◆ **ASSIGNMENT**
Using the records below, write out again exactly the lines that begin at the line containing "over list RPCs." and end at the line containing "#[cfg(test)]", and no other lines.

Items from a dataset
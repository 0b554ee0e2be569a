//! # Status Mapping
//!
//! Callers of the Google Cloud wrappers inspect errors by HTTP status, not by gRPC code.
//! This module holds the fixed table translating every gRPC status code into the
//! `(http_status, reason)` pair exposed on [`TransportError`].
//!
//! The table is a compatibility surface: callers match on `http_status`, so entries
//! must never change.
use tonic::{Code, Status};

/// Maps a gRPC status code to its HTTP status and reason phrase.
pub fn http_status(code: Code) -> (u16, &'static str) {
    match code {
        Code::Ok => (200, "OK"),
        Code::Cancelled => (499, "Client Closed Request"),
        Code::Unknown => (500, "Internal Server Error"),
        Code::InvalidArgument => (400, "Bad Request"),
        Code::DeadlineExceeded => (504, "Gateway Timeout"),
        Code::NotFound => (404, "Not Found"),
        Code::AlreadyExists => (409, "Conflict"),
        Code::PermissionDenied => (403, "Forbidden"),
        Code::ResourceExhausted => (429, "Too Many Requests"),
        Code::FailedPrecondition => (412, "Precondition Failed"),
        Code::Aborted => (409, "Conflict"),
        Code::OutOfRange => (400, "Bad Request"),
        Code::Unimplemented => (501, "Not Implemented"),
        Code::Internal => (500, "Internal Server Error"),
        Code::Unavailable => (503, "Service Unavailable"),
        Code::DataLoss => (500, "Internal Server Error"),
        Code::Unauthenticated => (401, "Unauthorized"),
    }
}

/// A failed RPC, decorated with the HTTP status its gRPC code maps to.
#[derive(Debug, Clone, thiserror::Error)]
#[error("{message} ({http_status}): {}", .status.message())]
pub struct TransportError {
    /// The numeric gRPC status code (e.g. `14` for `UNAVAILABLE`).
    pub code: i32,
    /// The HTTP status paired with `code`.
    pub http_status: u16,
    /// The HTTP reason phrase paired with `code`.
    pub message: &'static str,
    /// The status as returned by the transport.
    pub status: Status,
}

impl TransportError {
    /// Whether the failure is transient and the call can be reissued as is.
    pub fn is_transient(&self) -> bool {
        self.status.code() == Code::Unavailable
    }
}

impl From<Status> for TransportError {
    fn from(status: Status) -> Self {
        let (http_status, message) = http_status(status.code());
        Self {
            code: status.code() as i32,
            http_status,
            message,
            status,
        }
    }
}
//! # Connectors
//!
//! A [`Connector`] opens the transport a stub talks through. [`ChannelConnector`] dials
//! real endpoints; [`SharedService`] hands out clones of an in-process `tower` service,
//! which is how emulators and tests plug in.
use super::credentials::CredentialHandle;
use crate::error::ConfigurationError;
use tonic::transport::{Channel, Endpoint};
use tracing::debug;

pub trait Connector<S>: Send + Sync {
    /// Opens a transport to `base_url` using the transport side of `credentials`.
    fn connect(
        &self,
        base_url: &str,
        credentials: &CredentialHandle,
    ) -> Result<S, ConfigurationError>;
}

/// Connects lazily over HTTP/2, with TLS when the credentials carry a TLS config.
///
/// Nothing is dialed until the first call. A refused connection surfaces as
/// `UNAVAILABLE` on that call.
#[derive(Debug, Clone, Copy, Default)]
pub struct ChannelConnector;

impl Connector<Channel> for ChannelConnector {
    fn connect(
        &self,
        base_url: &str,
        credentials: &CredentialHandle,
    ) -> Result<Channel, ConfigurationError> {
        let mut endpoint = Endpoint::from_shared(base_url.to_string())
            .map_err(|e| ConfigurationError::InvalidUrl(base_url.to_string(), e))?;

        if let Some(tls) = credentials.tls() {
            endpoint = endpoint
                .tls_config(tls.clone())
                .map_err(|e| ConfigurationError::InvalidTls(base_url.to_string(), e))?;
        }

        debug!(base_url, tls = credentials.tls().is_some(), "Opening lazy channel");
        Ok(endpoint.connect_lazy())
    }
}

/// Serves every stub from clones of one service, ignoring the URL.
#[derive(Debug, Clone)]
pub struct SharedService<S>(pub S);

impl<S> Connector<S> for SharedService<S>
where
    S: Clone + Send + Sync,
{
    fn connect(
        &self,
        _base_url: &str,
        _credentials: &CredentialHandle,
    ) -> Result<S, ConfigurationError> {
        Ok(self.0.clone())
    }
}
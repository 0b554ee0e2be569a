//! # cloudrpc core
//!
//! `cloudrpc_core` is the shared RPC layer behind Google Cloud client wrappers (Bigtable,
//! Pub/Sub, Logging, Resource Manager, ...). Wrappers describe *what* to call; this crate
//! takes care of *how*: loading service schemas at runtime, authenticating, translating
//! field names, retrying transient failures and walking paginated listings.
//!
//! ## Key Components
//!
//! * **[`client::Dispatcher`]:** The main entry point. Turns a [`client::LogicalRequest`] into a
//!   gRPC call against a cached stub and returns the response as JSON.
//! * **[`client::credentials`]:** Exchanges access tokens for transport credentials, cached
//!   per client.
//! * **[`client::retry`]:** Retries `UNAVAILABLE` failures with a configurable policy.
//! * **[`paginate`]:** Single page, accumulate-all and lazy stream views over list RPCs.
//! * **[`proto`]:** Loads binary `FileDescriptorSet`s and builds callable stubs from them.
//!
//! ## Internal clients
//!
//! * **[`grpc::client::GrpcClient`]:** A dynamic gRPC client using a custom JSON codec.
//! * **[`grpc::status`]:** The gRPC code to HTTP status table surfaced in every failure.
//!
//! ## JsonCodec
//!
//! An implementation of `tonic::codec::Codec` that encodes `DynamicMessage`s and decodes
//! responses straight into `serde_json::Value`, keeping the proto field names.
//!
//! ## Re-exports
//!
//! This crate re-exports `prost`, `prost-reflect`, and `tonic` to ensure that consumers
//! use compatible versions of these underlying dependencies.
//!
//! See the README.md for more details about usage.
pub mod client;
pub mod config;
pub mod error;
pub mod fields;
pub mod grpc;
pub mod paginate;
pub mod proto;

#[cfg(test)]
#[path = "../tests/support/descriptor.rs"]
mod test_support;

// Re-exports
pub use prost;
pub use prost_reflect;
pub use tonic;

/// Type alias for the standard boxed error used in generic bounds.
pub type BoxError = Box<dyn std::error::Error + Send + Sync + 'static>;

◆ **EXERCISE SOLUTION**
//! * **[`paginate`]:** Single page, accumulate-all and lazy stream views over list RPCs.
//! * **[`proto`]:** Loads binary `FileDescriptorSet`s and builds callable stubs from them.
//!
//! ## Internal clients
//!
//! * **[`grpc::client::GrpcClient`]:** A dynamic gRPC client using a custom JSON codec.
//! * **[`grpc::status`]:** The gRPC code to HTTP status table surfaced in every failure.
//!
//! ## JsonCodec
//!
//! An implementation of `tonic::codec::Codec` that encodes `DynamicMessage`s and decodes
//! responses straight into `serde_json::Value`, keeping the proto field names.
//!
//! ## Re-exports
//!
//! This crate re-exports `prost`, `prost-reflect`, and `tonic` to ensure that consumers
//! use compatible versions of these underlying dependencies.
//!
//! See the README.md for more details about usage.
pub mod client;
pub mod config;
pub mod error;
pub mod fields;
pub mod grpc;
pub mod paginate;
pub mod proto;

#[cfg(test)]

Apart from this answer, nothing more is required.